The second thing, though, is what let Adams go beyond just a job well done and turn an antique home into a house of the future and why the same thing is possible with tens of millions of other houses — data.
“There’s so much you can only do if you have data,” Adams said. “Data is how you know where to tackle a problem, how you know you’ve fixed it when you’re done, and how you know you didn’t cause another problem in the process.” Specifically, he champions continuous optimization, where one measures not once or twice, but constantly, so as to track changes over time and as soon as they happen.
To do this, he measures the temperature, humidity, and pollutants of a house using Foobot smart indoor air quality monitors that he leaves on each floor. It’s a smart device that logs all its readings over time for ADams to view on charts, giving him a glimpse of what’s going on each hour, day, and week, and the interplay between each part of the house. Colored lines make it clear when there’s a problem and when that problem goes away.
For example, he suspected that the house had a humidity problem, but it wasn’t bad enough to feel. The Foobots confirmed it, though, showing him that humidity levels would frequently pass above 60 percent — the “danger zone” where mold thrives. If he didn’t do something about it, the home owner and his wife could get sick.
But the data also gave him the solution. It showed him that it was only on the first and second floor that got damp. The basement, on the other hand, stayed dry thanks to a new dehumidifier. So he sawed a hole in the basement’s return duct, which let dry air get sucked into the upper floors to balance things out. Immediately, the charts from the Foobot showed him that the air on all three floors was staying below 60 percent, 100 percent of the time.

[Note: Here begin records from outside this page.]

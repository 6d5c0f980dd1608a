//! Utility helpers.

pub mod fs;
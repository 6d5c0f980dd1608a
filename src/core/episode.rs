//! Season/episode extraction.

use regex::Regex;
use std::sync::LazyLock;

// S01E02, s1e3
static RE_SXXEXX: LazyLock<Option<Regex>> =
    LazyLock::new(|| Regex::new(r"(?i)s(\d{1,2})e(\d{1,2})").ok());

// 1x02, not part of a resolution like 1920x1080
static RE_NXM: LazyLock<Option<Regex>> =
    LazyLock::new(|| Regex::new(r"(?i)(?:^|\D)(\d{1,2})x(\d{1,2})(?:\D|$)").ok());

/// A season/episode marker located in a string.
#[derive(Debug, Clone, Copy, PartialEq, Eq)]
pub struct EpisodeMarker {
    /// Byte offset where the marker starts.
    pub start: usize,
    pub season: u32,
    pub episode: u32,
}

fn parse_marker(re: &Regex, text: &str, whole_match: bool) -> Option<EpisodeMarker> {
    let caps = re.captures(text)?;
    let season = caps.get(1)?;
    let episode = caps.get(2)?;
    let start = if whole_match {
        caps.get(0)?.start()
    } else {
        season.start()
    };
    Some(EpisodeMarker {
        start,
        season: season.as_str().parse().ok()?,
        episode: episode.as_str().parse().ok()?,
    })
}

fn sxxexx_marker(text: &str) -> Option<EpisodeMarker> {
    parse_marker(RE_SXXEXX.as_ref()?, text, true)
}

fn nxm_marker(text: &str) -> Option<EpisodeMarker> {
    parse_marker(RE_NXM.as_ref()?, text, false)
}

/// Find the first `SxxEyy` marker, falling back to the first `NxM` marker.
pub fn find_marker(text: &str) -> Option<EpisodeMarker> {
    sxxexx_marker(text).or_else(|| nxm_marker(text))
}

/// Find whichever marker occurs first in `text`.
pub fn find_leftmost_marker(text: &str) -> Option<EpisodeMarker> {
    match (sxxexx_marker(text), nxm_marker(text)) {
        (Some(a), Some(b)) => Some(if b.start < a.start { b } else { a }),
        (a, b) => a.or(b),
    }
}

/// Extract season and episode numbers from a file name.
///
/// `offset` is added to the parsed episode number, saturating at the `i32`
/// bounds. Returns `(None, None)` when no marker is present.
pub fn extract_episode(filename: &str, offset: i32) -> (Option<u32>, Option<i32>) {
    match find_marker(filename) {
        Some(marker) => {
            let episode = (marker.episode as i32).saturating_add(offset);
            tracing::debug!("season: {}, episode: {}", marker.season, episode);
            (Some(marker.season), Some(episode))
        }
        None => {
            tracing::debug!("No season or episode found");
            (None, None)
        }
    }
}
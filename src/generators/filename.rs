//! Filename generator.

/// Replacement for `:`, which many filesystems forbid (U+A789 MODIFIER LETTER COLON).
pub const COLON_SUBSTITUTE: char = '\u{A789}';

const FORBIDDEN_CHARS: &[char] = &['*', '?', '<', '>', '"', '|', '\\', '/'];

/// Generate movie filename.
///
/// Format: `${title} (${year})${extension}`
pub fn movie_filename(title: &str, year: &str, extension: &str) -> String {
    format!("{} ({}){}", title, year, extension)
}

/// Generate TV episode filename.
///
/// Format: `${showTitle} - S${season2}E${episode2} - ${episodeTitle}${extension}`
pub fn episode_filename(
    show_title: &str,
    season: u32,
    episode: i32,
    episode_title: &str,
    extension: &str,
) -> String {
    format!(
        "{} - S{:02}E{:02} - {}{}",
        show_title, season, episode, episode_title, extension
    )
}

/// Make a name safe for the filesystem.
///
/// Removes `* ? < > " | \ /` and replaces every colon with a look-alike.
pub fn sanitize_filename(name: &str) -> String {
    name.chars()
        .filter(|c| !FORBIDDEN_CHARS.contains(c))
        .map(|c| if c == ':' { COLON_SUBSTITUTE } else { c })
        .collect()
}

#[cfg(test)]
mod tests {
    use super::*;

    #[test]
    fn test_movie_filename() {
        assert_eq!(movie_filename("The Matrix", "1999", ".mkv"), "The Matrix (1999).mkv");
    }

    #[test]
    fn test_episode_filename() {
        assert_eq!(
            episode_filename("Breaking Bad", 1, 5, "Gray Matter", ".mp4"),
            "Breaking Bad - S01E05 - Gray Matter.mp4"
        );
        assert_eq!(
            episode_filename("Show", 12, 110, "Long Run", ".mkv"),
            "Show - S12E110 - Long Run.mkv"
        );
    }

    #[test]
    fn test_sanitize_removes_forbidden() {
        assert_eq!(
            sanitize_filename(r#"What? <Really> "Now" | A\B / C*.mkv"#),
            "What Really Now  AB  C.mkv"
        );
    }

    #[test]
    fn test_sanitize_replaces_colon() {
        assert_eq!(
            sanitize_filename("Star Wars: Episode IV (1977).mkv"),
            "Star Wars\u{A789} Episode IV (1977).mkv"
        );
    }

    #[test]
    fn test_sanitize_is_idempotent() {
        for name in [
            "Star Wars: Episode IV (1977).mkv",
            r#"Who? "Me" <you> a/b\c|d*e:f"#,
            "Plain Name (2001).avi",
        ] {
            let once = sanitize_filename(name);
            assert_eq!(sanitize_filename(&once), once);
        }
    }
}
//! Search result disambiguation.
//!
//! A single result, or a top result whose title equals the parsed title, is
//! taken as is. Anything else is handed to a [`MatchResolver`].

use crate::models::media::SearchMatch;
use dialoguer::Input;
use std::io::{BufRead, Write};

/// Strategy for choosing among ambiguous search results.
pub trait MatchResolver {
    /// Return the 0-based index of the chosen match, or `None` to reject all.
    fn resolve(&mut self, matches: &[SearchMatch]) -> Option<usize>;
}

/// Resolver that never picks a match.
#[derive(Debug, Clone, Copy, Default)]
pub struct RejectResolver;

impl MatchResolver for RejectResolver {
    fn resolve(&mut self, _matches: &[SearchMatch]) -> Option<usize> {
        None
    }
}

/// Validate a 1-based choice among `count` matches.
pub fn validate_choice(number: usize, count: usize) -> std::result::Result<(), String> {
    if (1..=count).contains(&number) {
        Ok(())
    } else {
        Err(format!("Please choose a number between 1 and {}", count))
    }
}

/// Interactive resolver prompting on the terminal.
#[derive(Debug, Clone, Copy, Default)]
pub struct TerminalResolver;

impl MatchResolver for TerminalResolver {
    fn resolve(&mut self, matches: &[SearchMatch]) -> Option<usize> {
        for (index, m) in matches.iter().enumerate() {
            println!("{}: {}", index + 1, m);
        }

        let count = matches.len();
        let choice = Input::<usize>::new()
            .with_prompt(format!("Please choose a number between 1 and {}", count))
            .validate_with(move |number: &usize| validate_choice(*number, count))
            .interact_text();

        match choice {
            Ok(number) => Some(number - 1),
            Err(e) => {
                tracing::warn!("Failed to read selection: {}", e);
                None
            }
        }
    }
}

/// Resolver reading the choice from any line-based reader.
pub struct ConsoleResolver<R, W> {
    input: R,
    output: W,
}

impl<R: BufRead, W: Write> ConsoleResolver<R, W> {
    pub fn new(input: R, output: W) -> Self {
        Self { input, output }
    }

    fn prompt(&mut self, matches: &[SearchMatch]) -> std::io::Result<Option<usize>> {
        for (index, m) in matches.iter().enumerate() {
            writeln!(self.output, "{}: {}", index + 1, m)?;
        }

        loop {
            write!(
                self.output,
                "Please choose a number between 1 and {}: ",
                matches.len()
            )?;
            self.output.flush()?;

            let mut line = String::new();
            if self.input.read_line(&mut line)? == 0 {
                return Ok(None);
            }

            match line.trim().parse::<usize>() {
                Ok(number) if validate_choice(number, matches.len()).is_ok() => {
                    return Ok(Some(number - 1));
                }
                _ => continue,
            }
        }
    }
}

impl<R: BufRead, W: Write> MatchResolver for ConsoleResolver<R, W> {
    fn resolve(&mut self, matches: &[SearchMatch]) -> Option<usize> {
        match self.prompt(matches) {
            Ok(choice) => choice,
            Err(e) => {
                tracing::warn!("Failed to read selection: {}", e);
                None
            }
        }
    }
}

/// Select one match among the search results for `title`.
pub fn select_match<'a>(
    matches: &'a [SearchMatch],
    title: &str,
    resolver: &mut dyn MatchResolver,
) -> Option<&'a SearchMatch> {
    let selected = match matches {
        [] => None,
        [only] => Some(only),
        [first, ..] if first.title == title => Some(first),
        _ => resolver
            .resolve(matches)
            .and_then(|index| matches.get(index)),
    };

    match selected {
        Some(m) => tracing::debug!("imdbID: {}", m.id),
        None => tracing::debug!("No match found"),
    }
    selected
}
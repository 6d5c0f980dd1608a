//! Rename command implementation.
//!
//! Runs the renamer over the given files with an interactive resolver and
//! prints a summary of the batch.

use crate::core::renamer::{RenameOptions, RenameReport, Renamer};
use crate::core::selector::TerminalResolver;
use crate::models::config::Config;
use crate::services::omdb::OmdbClient;
use crate::Result;
use colored::Colorize;
use std::path::PathBuf;

/// Rename the given files.
pub async fn rename_files(
    files: &[PathBuf],
    options: RenameOptions,
    config: &Config,
) -> Result<RenameReport> {
    if options.simulate {
        println!("{}", "[SIMULATE] No files will be renamed".bold().yellow());
        println!();
    }

    let client = OmdbClient::new(&config.omdb)?;
    let mut renamer = Renamer::new(client, Box::new(TerminalResolver), options);
    let report = renamer.run(files).await;

    print_summary(&report);
    Ok(report)
}

/// Print the batch summary.
pub fn print_summary(report: &RenameReport) {
    let (simulated, renamed): (Vec<_>, Vec<_>) = report.renamed().partition(|r| r.simulated);
    let skipped: Vec<_> = report.skipped().collect();

    println!();
    println!("{}", "[Rename Summary]".bold().green());
    println!("  {} {}", "Renamed:".bold(), renamed.len());
    if !simulated.is_empty() {
        println!("  {} {}", "Simulated:".bold(), simulated.len());
    }
    println!("  {} {}", "Skipped:".bold(), skipped.len());

    for (path, error) in skipped {
        println!(
            "    {} {} ({})",
            "-".red(),
            path.display(),
            error.reason()
        );
    }
}
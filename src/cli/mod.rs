//! Command line interface.

pub mod args;
pub mod commands;
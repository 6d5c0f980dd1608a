//! Preflight checks module.

mod omdb;

use crate::models::config::Config;
use colored::Colorize;

/// Result of a preflight check.
#[derive(Debug)]
pub struct CheckResult {
    pub name: String,
    pub success: bool,
    pub message: String,
    pub hint: Option<String>,
}

impl CheckResult {
    pub fn ok(name: &str, message: &str) -> Self {
        Self {
            name: name.to_string(),
            success: true,
            message: message.to_string(),
            hint: None,
        }
    }

    pub fn fail(name: &str, message: &str, hint: &str) -> Self {
        Self {
            name: name.to_string(),
            success: false,
            message: message.to_string(),
            hint: Some(hint.to_string()),
        }
    }
}

/// Run all preflight checks.
pub async fn run_preflight_checks(config: &Config) -> Vec<CheckResult> {
    vec![omdb::check(&config.omdb).await]
}

/// Print preflight check results.
pub fn print_results(results: &[CheckResult]) {
    for result in results {
        if result.success {
            println!(
                "{} {}: {}",
                "[OK]".green(),
                result.name.bold(),
                result.message
            );
        } else {
            println!(
                "{} {}: {}",
                "[FAIL]".red(),
                result.name.bold(),
                result.message
            );
            if let Some(ref hint) = result.hint {
                println!("  {} {}", "->".yellow(), hint);
            }
        }
    }
}

/// Check if all preflight checks passed.
pub fn all_passed(results: &[CheckResult]) -> bool {
    results.iter().all(|r| r.success)
}
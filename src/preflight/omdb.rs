//! OMDb API preflight check.

use super::CheckResult;
use crate::models::config::OmdbConfig;
use crate::services::omdb::OmdbClient;

/// Check if the OMDb API accepts the configured key.
pub async fn check(config: &OmdbConfig) -> CheckResult {
    match OmdbClient::new(config) {
        Ok(client) => match client.verify_api_key().await {
            Ok(()) => CheckResult::ok("OMDb API", "connected"),
            Err(crate::Error::ApiKeyInvalid) => CheckResult::fail(
                "OMDb API",
                "invalid API key",
                "Check OMDB_API_KEY or the api_key entry in config.toml",
            ),
            Err(e) => CheckResult::fail(
                "OMDb API",
                &format!("connection failed ({})", e),
                "Check your network connection and the configured base_url",
            ),
        },
        Err(_) => CheckResult::fail(
            "OMDb API",
            "API key not configured",
            "Set OMDB_API_KEY or add api_key under [omdb] in config.toml",
        ),
    }
}
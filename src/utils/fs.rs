//! File system utilities.

use crate::Result;
use std::path::Path;

const VIDEO_EXTENSIONS: &[&str] = &[
    "mkv", "mp4", "avi", "mov", "wmv", "m4v", "ts", "m2ts", "flv", "webm", "mpg", "mpeg", "3gp",
    "ogv", "vob", "divx",
];

/// Check that a path exists and is a regular file.
pub fn ensure_file(path: &Path) -> Result<()> {
    if !path.is_file() {
        return Err(crate::Error::InvalidPath(path.display().to_string()));
    }
    Ok(())
}

/// Rename a file in place, refusing to overwrite another file.
///
/// A target that resolves to the source itself (a case-only rename on a
/// case-insensitive filesystem) is not treated as a conflict.
pub fn rename_file(from: &Path, to: &Path) -> Result<()> {
    if to.exists() && !is_same_file(from, to) {
        return Err(crate::Error::FileAlreadyExists(to.display().to_string()));
    }
    std::fs::rename(from, to)?;
    Ok(())
}

/// Check whether two paths name the same file on disk.
pub fn is_same_file(a: &Path, b: &Path) -> bool {
    if a == b {
        return true;
    }
    if let (Ok(ca), Ok(cb)) = (std::fs::canonicalize(a), std::fs::canonicalize(b)) {
        if ca == cb {
            return true;
        }
    }

    #[cfg(unix)]
    {
        use std::os::unix::fs::MetadataExt;
        if let (Ok(ma), Ok(mb)) = (std::fs::metadata(a), std::fs::metadata(b)) {
            return ma.dev() == mb.dev() && ma.ino() == mb.ino();
        }
    }

    false
}

/// Get file extension in lowercase.
pub fn get_extension(path: &Path) -> Option<String> {
    path.extension()
        .and_then(|e| e.to_str())
        .map(|e| e.to_lowercase())
}

/// Get the original extension including the leading dot, or an empty string.
pub fn dotted_extension(path: &Path) -> String {
    path.extension()
        .map(|e| format!(".{}", e.to_string_lossy()))
        .unwrap_or_default()
}

/// Check if a file is a video file based on extension.
pub fn is_video_file(path: &Path) -> bool {
    get_extension(path)
        .map(|ext| VIDEO_EXTENSIONS.contains(&ext.as_str()))
        .unwrap_or(false)
}

/// Check if a file is an `.nfo` sidecar.
pub fn is_sidecar_file(path: &Path) -> bool {
    get_extension(path).as_deref() == Some("nfo")
}
//! Data models.

pub mod config;
pub mod media;
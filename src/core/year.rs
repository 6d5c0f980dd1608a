//! Release year extraction.
//!
//! The year pattern is built from the current year so that it matches every
//! year from 1900 up to, and never beyond, that year.

use chrono::Datelike;
use regex::Regex;

/// Build the alternation matching `19xx` and `2000..=current_year`.
///
/// The upper range is assembled digit by digit from the millennium, century,
/// decade and unit of `current_year`.
pub fn year_pattern(current_year: u32) -> String {
    let millennium = current_year / 1000;
    let century = (current_year / 100) % 10;
    let decade = (current_year / 10) % 10;
    let unit = current_year % 10;

    let mut alternatives = vec!["19[0-9]{2}".to_string()];
    if century > 0 {
        alternatives.push(format!("{}[0-{}][0-9]{{2}}", millennium, century - 1));
    }
    if decade > 0 {
        alternatives.push(format!("{}{}[0-{}][0-9]", millennium, century, decade - 1));
    }
    alternatives.push(format!("{}{}{}[0-{}]", millennium, century, decade, unit));

    alternatives.join("|")
}

/// Find the most plausible release year in `text`.
///
/// All matches are collected and the rightmost one is returned, since release
/// years usually trail the title.
pub fn extract_year(text: &str, current_year: u32) -> Option<String> {
    let pattern = year_pattern(current_year);
    tracing::debug!("Year pattern: {}", pattern);

    let re = match Regex::new(&pattern) {
        Ok(re) => re,
        Err(e) => {
            tracing::warn!("Invalid year pattern {}: {}", pattern, e);
            return None;
        }
    };

    match re.find_iter(text).last() {
        Some(m) => {
            tracing::debug!("year: {}", m.as_str());
            Some(m.as_str().to_string())
        }
        None => {
            tracing::debug!("No year found");
            None
        }
    }
}

/// The current calendar year from the local clock.
pub fn current_year() -> u32 {
    chrono::Local::now().year().max(0) as u32
}
//! Configuration model.

use crate::Result;
use serde::{Deserialize, Serialize};
use std::path::{Path, PathBuf};

const DEFAULT_OMDB_URL: &str = "http://www.omdbapi.com/";

/// Application configuration.
#[derive(Debug, Clone, Default, Serialize, Deserialize)]
#[serde(default)]
pub struct Config {
    /// OMDb configuration.
    pub omdb: OmdbConfig,
}

/// OMDb configuration.
#[derive(Debug, Clone, Serialize, Deserialize)]
#[serde(default)]
pub struct OmdbConfig {
    /// Base URL of the API.
    pub base_url: String,
    /// API key.
    pub api_key: Option<String>,
    /// Request timeout in seconds. No timeout when unset.
    pub timeout_secs: Option<u64>,
}

impl Default for OmdbConfig {
    fn default() -> Self {
        Self {
            base_url: DEFAULT_OMDB_URL.to_string(),
            api_key: None,
            timeout_secs: None,
        }
    }
}

impl Config {
    /// Apply `OMDB_API_KEY` and `OMDB_URL` environment overrides.
    pub fn with_env_overrides(mut self) -> Self {
        if let Ok(key) = std::env::var("OMDB_API_KEY") {
            if !key.trim().is_empty() {
                self.omdb.api_key = Some(key);
            }
        }
        if let Ok(url) = std::env::var("OMDB_URL") {
            if !url.trim().is_empty() {
                self.omdb.base_url = url;
            }
        }
        self
    }
}

/// Get the configuration directory path.
fn dirs_config_path() -> PathBuf {
    dirs::config_dir()
        .unwrap_or_else(|| PathBuf::from("."))
        .join("imdb_renamer")
}

/// Parse configuration from TOML text.
pub fn parse_config(content: &str) -> Result<Config> {
    Ok(toml::from_str(content)?)
}

/// Load configuration.
///
/// An explicit path must exist and parse. Without one, the user config
/// directory is tried and defaults are used when it has no config file.
/// Environment overrides are applied last.
pub fn load_config(explicit: Option<&Path>) -> Result<Config> {
    let config = match explicit {
        Some(path) => {
            let content = std::fs::read_to_string(path).map_err(|e| {
                crate::Error::Config(format!("cannot read {}: {}", path.display(), e))
            })?;
            parse_config(&content)?
        }
        None => {
            let config_path = dirs_config_path().join("config.toml");
            match std::fs::read_to_string(&config_path) {
                Ok(content) => parse_config(&content).unwrap_or_else(|e| {
                    tracing::warn!("Ignoring invalid config {}: {}", config_path.display(), e);
                    Config::default()
                }),
                Err(_) => Config::default(),
            }
        }
    };

    Ok(config.with_env_overrides())
}

#[cfg(test)]
mod tests {
    use super::*;

    #[test]
    fn test_default_config() {
        let config = Config::default();
        assert_eq!(config.omdb.base_url, "http://www.omdbapi.com/");
        assert!(config.omdb.timeout_secs.is_none());
    }

    #[test]
    fn test_parse_partial_config() {
        let config = parse_config("[omdb]\napi_key = \"abc123\"\n").unwrap();
        assert_eq!(config.omdb.api_key.as_deref(), Some("abc123"));
        assert_eq!(config.omdb.base_url, "http://www.omdbapi.com/");
    }

    #[test]
    fn test_parse_invalid_config() {
        assert!(parse_config("[omdb\napi_key = ").is_err());
    }

    #[test]
    fn test_load_missing_explicit_config() {
        let result = load_config(Some(Path::new("/nonexistent/config.toml")));
        assert!(matches!(result, Err(crate::Error::Config(_))));
    }
}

To be clear, cutting that hole is not something an HVAC professional would do just to see what happens. But the data gave Adams the confidence to do it anyway. In fact, as a joke he did it while the homeowner was hosting a housewarming party. He freaked out when he heard the sawzall ripping through metal but laughed when he ran downstairs and saw it was just Adams doing his thing.
Aside from solving the humidity, Adams installed a modulating heat pump (which can provide both heating and cooling using little energy), a heat recovery ventilator (which lets you cycle in fresh air without losing as much heat), and an electric water heater. Then came the insulation and spray foam, which he put in leaky spots all around the building and especially on the dreaded attic duct.
At the end of the job, his Foobot data, along with traditional measurements, confirmed a job well done. The house was 100 percent electric, and the heating and cooling worked flawlessly. The home’s blower door score, which measures leakage, went down by 55 percent. Not only does the home stay comfortable, but in defiance of physics, Foobot shows that the basement is the warmest level in the house thanks to the strange duct configuration.
Adams called the homeowners after the job to wrap things up and see how comfortable he was with his new air conditioning. Not only were they comfortable, but they were only spending $1.50-$2.00 a day on electricity to cool the house. More important than money, though, is the fact that solar panels could easily provide this electricity on their own. That’s despite being in Ohio, which gets less sun exposure than most states. As 64.2 percent of the nation’s power comes from fossil fuels, this would mean keeping the homeowners comfortable 365 days a year without putting an ounce of carbon into the atmosphere.
And this is a 117-year-old house we’re talking about. If it’s possible here, it’s possible anywhere. Which is good because the road to sustainable, healthy, comfortable housing has no room for a bulldozer. It’s about using careful measurements and clever tricks to upgrade the homes we already have. It’s about smart, new technologies in capable hands.